» **Goal of the exercise**
For this exercise, return exactly the lines of the material below that begin at the one with "pub fn is_retryable(&self)" and stop after the one with "impl From<toml::de::Error> for".

» **The data**
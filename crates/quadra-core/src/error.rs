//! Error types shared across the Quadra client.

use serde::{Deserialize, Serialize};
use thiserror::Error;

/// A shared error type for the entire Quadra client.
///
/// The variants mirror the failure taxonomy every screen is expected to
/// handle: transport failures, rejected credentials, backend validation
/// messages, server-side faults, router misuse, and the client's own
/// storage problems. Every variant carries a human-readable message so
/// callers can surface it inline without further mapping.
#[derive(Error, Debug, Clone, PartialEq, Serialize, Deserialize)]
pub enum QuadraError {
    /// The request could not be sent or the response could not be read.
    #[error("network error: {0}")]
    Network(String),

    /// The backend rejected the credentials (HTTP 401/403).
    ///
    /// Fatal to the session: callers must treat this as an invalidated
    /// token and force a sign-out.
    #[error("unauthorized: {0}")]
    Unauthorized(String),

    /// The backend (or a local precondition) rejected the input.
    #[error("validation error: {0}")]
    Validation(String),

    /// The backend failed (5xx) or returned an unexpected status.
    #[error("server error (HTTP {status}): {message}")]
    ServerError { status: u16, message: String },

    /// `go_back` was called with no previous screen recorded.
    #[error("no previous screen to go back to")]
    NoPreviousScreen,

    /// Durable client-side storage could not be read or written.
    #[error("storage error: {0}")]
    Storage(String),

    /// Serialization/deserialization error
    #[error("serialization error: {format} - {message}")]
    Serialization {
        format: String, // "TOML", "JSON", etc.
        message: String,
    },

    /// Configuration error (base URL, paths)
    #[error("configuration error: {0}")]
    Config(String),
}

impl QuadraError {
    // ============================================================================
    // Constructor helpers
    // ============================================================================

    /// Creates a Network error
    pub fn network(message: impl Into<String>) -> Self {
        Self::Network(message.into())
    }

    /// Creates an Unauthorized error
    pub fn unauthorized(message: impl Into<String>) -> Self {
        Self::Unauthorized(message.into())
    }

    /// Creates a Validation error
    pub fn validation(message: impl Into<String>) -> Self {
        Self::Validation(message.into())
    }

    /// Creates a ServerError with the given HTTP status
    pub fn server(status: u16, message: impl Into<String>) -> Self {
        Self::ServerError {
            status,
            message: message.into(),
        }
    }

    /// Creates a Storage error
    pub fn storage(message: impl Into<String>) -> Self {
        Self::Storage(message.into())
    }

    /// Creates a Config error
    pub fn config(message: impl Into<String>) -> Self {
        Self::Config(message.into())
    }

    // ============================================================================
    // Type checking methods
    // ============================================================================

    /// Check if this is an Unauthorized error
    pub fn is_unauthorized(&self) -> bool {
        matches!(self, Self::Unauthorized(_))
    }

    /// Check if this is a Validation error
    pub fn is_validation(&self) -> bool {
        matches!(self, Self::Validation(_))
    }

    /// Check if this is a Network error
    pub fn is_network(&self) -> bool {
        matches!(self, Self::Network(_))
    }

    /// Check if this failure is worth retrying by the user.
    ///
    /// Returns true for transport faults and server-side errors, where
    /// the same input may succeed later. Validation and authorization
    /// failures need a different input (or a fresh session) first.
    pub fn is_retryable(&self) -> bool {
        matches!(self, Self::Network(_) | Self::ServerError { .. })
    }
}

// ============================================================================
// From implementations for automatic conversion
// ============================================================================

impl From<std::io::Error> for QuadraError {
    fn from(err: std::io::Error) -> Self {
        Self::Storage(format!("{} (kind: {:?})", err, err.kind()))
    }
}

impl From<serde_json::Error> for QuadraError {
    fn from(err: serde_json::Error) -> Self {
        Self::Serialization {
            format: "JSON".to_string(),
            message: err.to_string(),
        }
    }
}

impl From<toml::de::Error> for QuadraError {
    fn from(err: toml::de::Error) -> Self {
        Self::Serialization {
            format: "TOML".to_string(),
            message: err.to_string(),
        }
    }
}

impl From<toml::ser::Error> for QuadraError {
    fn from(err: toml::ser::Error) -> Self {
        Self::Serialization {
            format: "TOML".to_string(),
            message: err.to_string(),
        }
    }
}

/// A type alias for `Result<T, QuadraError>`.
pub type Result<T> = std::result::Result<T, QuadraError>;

» **Written response**
    pub fn is_retryable(&self) -> bool {
        matches!(self, Self::Network(_) | Self::ServerError { .. })
    }
}

// ============================================================================
// From implementations for automatic conversion
// ============================================================================

impl From<std::io::Error> for QuadraError {
    fn from(err: std::io::Error) -> Self {
        Self::Storage(format!("{} (kind: {:?})", err, err.kind()))
    }
}

impl From<serde_json::Error> for QuadraError {
    fn from(err: serde_json::Error) -> Self {
        Self::Serialization {
            format: "JSON".to_string(),
            message: err.to_string(),
        }
    }
}

impl From<toml::de::Error> for QuadraError {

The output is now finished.